The Idaho Senate voted overwhelmingly Tuesday to override a gubernatorial veto of a bill that would have increased funding for drug treatment and prevention programs. Now, the House must vote to override by a similar "supermajority" to complete the restoration of funding against the wishes of Republican Gov. Butch Otter.

Last week, Otter vetoed line items in two bills that would have provided $16.8 million for Idaho substance abuse programs. The Senate override vote on SB 1458 restores $2.4 million in supplemental funding. But Otter also vetoed $14.4 million in treatment funding for the coming year in HB 608.

The twin vetoes would cut in half the funding for drug courts and treatment for probationers and parolees, as well as some community-based treatment programs. The tussle at the statehouse is the latest round in fighting over how best to continue a three-year, $21 million dollar anti-drug effort originally funded by a federal grant. The federal money ran out last year, and lawmakers replaced it with state funds. Otter complained that the programs were unproven and had been expanded beyond their original scope.

But the state Senate seemed determined to do something other than just pay for more prison cells, and for several senators, Idaho's drug war has hit close to home. "I don't believe there is a family represented in this body who has not been affected by drugs or alcohol or mental health problems at some point," said Sen. Chuck Coiner (R-Twin Falls) in remarks reported by The New West magazine.

Sen. Brent Hill (R-Rexburg), also speaking in support of the override, told of a family member "almost ruined" by methamphetamine. "Her teeth rotted right out of her head," he told his colleagues.

Sen. Lee Heinrich (R-Cascade) said his son had spent two and a half years in prison on drug-related charges. "He could have benefited from this program... I know what these drug-related things can do to families," he added, but then said he would vote against the override because he wasn't sure "we've looked at all the alternatives."

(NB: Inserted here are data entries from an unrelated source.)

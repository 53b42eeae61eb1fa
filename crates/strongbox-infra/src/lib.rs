//! Infrastructure layer for Strongbox.
//!
//! Contains implementations of the ports defined in `strongbox-core`: the
//! SQLite metadata repository and migration target, the password cipher,
//! filesystem script loading and configuration.

pub mod config;
pub mod crypto;
pub mod filesystem;
pub mod sqlite;
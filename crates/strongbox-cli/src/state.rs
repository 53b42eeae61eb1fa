//! Application state: data directory, configuration and the open store.

use std::path::PathBuf;
use std::sync::Arc;

use anyhow::Context;
use console::style;
use dialoguer::Password;
use secrecy::SecretString;
use strongbox_core::crypto::cipher::Sealer;
use strongbox_infra::config::load_config;
use strongbox_infra::crypto::cipher::PasswordCipher;
use strongbox_infra::filesystem::{database_path, resolve_data_dir};
use strongbox_infra::sqlite::store::Store;
use strongbox_types::config::StoreConfig;

/// Data directory and configuration, available without opening the database.
pub struct Environment {
    pub data_dir: PathBuf,
    pub config: StoreConfig,
}

impl Environment {
    pub async fn load() -> anyhow::Result<Self> {
        let data_dir = resolve_data_dir();
        let config = load_config(&data_dir).await;
        Ok(Self { data_dir, config })
    }

    /// Bind the cipher to the passphrase from `--passphrase` /
    /// `STRONGBOX_PASSPHRASE`, or prompt for it.
    pub fn sealer(&self, passphrase: Option<&str>) -> anyhow::Result<Sealer> {
        let passphrase = match passphrase {
            Some(p) => p.to_string(),
            None => Password::new()
                .with_prompt(format!("{}", style("Passphrase").bold()))
                .interact()
                .context("no passphrase given and the prompt failed")?,
        };
        let cipher = PasswordCipher::new(self.config.crypto);
        Ok(Sealer::new(Arc::new(cipher), SecretString::from(passphrase)))
    }
}

/// The environment plus a bootstrapped store.
pub struct AppState {
    pub env: Environment,
    pub store: Store,
}

impl AppState {
    /// Create the data directory if needed, open the database and run the
    /// core bootstrap migrations.
    pub async fn init(env: Environment) -> anyhow::Result<Self> {
        tokio::fs::create_dir_all(&env.data_dir)
            .await
            .with_context(|| format!("failed to create {}", env.data_dir.display()))?;

        let store = Store::open(&database_path(&env.data_dir), &env.config).await?;
        Ok(Self { env, store })
    }

    /// Attach the passphrase so encrypted accessors work.
    pub fn unlock(self, passphrase: Option<&str>) -> anyhow::Result<Self> {
        let sealer = self.env.sealer(passphrase)?;
        Ok(Self {
            store: self.store.unlock(sealer),
            env: self.env,
        })
    }
}
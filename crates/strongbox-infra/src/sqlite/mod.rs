//! SQLite storage layer.
//!
//! Everything goes through one single-connection pool, which serializes all
//! reads, writes and migrations without any further locking.

pub mod meta;
pub mod migrate;
pub mod pool;
pub mod store;

use strongbox_types::error::RepositoryError;

/// Primary result codes SQLITE_BUSY and SQLITE_LOCKED.
const SQLITE_BUSY: i32 = 5;
const SQLITE_LOCKED: i32 = 6;

/// Classify a sqlx error as transient (busy, locked, pool exhausted) or permanent.
pub(crate) fn map_sqlx_error(err: sqlx::Error) -> RepositoryError {
    match &err {
        sqlx::Error::PoolTimedOut | sqlx::Error::PoolClosed => RepositoryError::Connection,
        sqlx::Error::Database(db) if is_busy_code(db.code().as_deref()) => {
            RepositoryError::Busy(db.message().to_string())
        }
        _ => RepositoryError::Query(err.to_string()),
    }
}

/// SQLite reports extended codes (e.g. 517 = BUSY_SNAPSHOT); the low byte is the primary code.
fn is_busy_code(code: Option<&str>) -> bool {
    code.and_then(|c| c.parse::<i32>().ok())
        .is_some_and(|c| matches!(c & 0xff, SQLITE_BUSY | SQLITE_LOCKED))
}

pub(crate) fn is_missing_table(err: &sqlx::Error) -> bool {
    matches!(err, sqlx::Error::Database(db) if db.message().starts_with("no such table"))
}

#[cfg(test)]
mod tests {
    use super::*;

    #[test]
    fn test_busy_codes() {
        assert!(is_busy_code(Some("5")));
        assert!(is_busy_code(Some("6")));
        assert!(is_busy_code(Some("517")));
        assert!(is_busy_code(Some("262")));
        assert!(!is_busy_code(Some("19")));
        assert!(!is_busy_code(Some("2067")));
        assert!(!is_busy_code(None));
    }

    #[test]
    fn test_pool_timeout_is_transient() {
        assert!(map_sqlx_error(sqlx::Error::PoolTimedOut).is_transient());
        assert!(!map_sqlx_error(sqlx::Error::RowNotFound).is_transient());
    }
}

But it was Sen. Dean Cameron (R-Rupert) who was perhaps most perceptive, speaking of a "paradigm shift" among his conservative colleagues. "Doesn't it seem smart to get on the front end of these decisions? Doesn't it seem smart to try to affect them before they become incarcerated, so they don't offend in the first place?" he asked. "Cells alone are not the answer."

At mid-week, the governor was signaling he still sought compromise. "The governor has consistently indicated that he was willing to discuss this issue and reach a compromise as he has on other important issues," he said in a Wednesday statement. But the size of the increase in treatment spending "could not be justified in a year when we are asking so many others agencies, not to mention state workers, to do with less."

Now, the ball is in the House's court.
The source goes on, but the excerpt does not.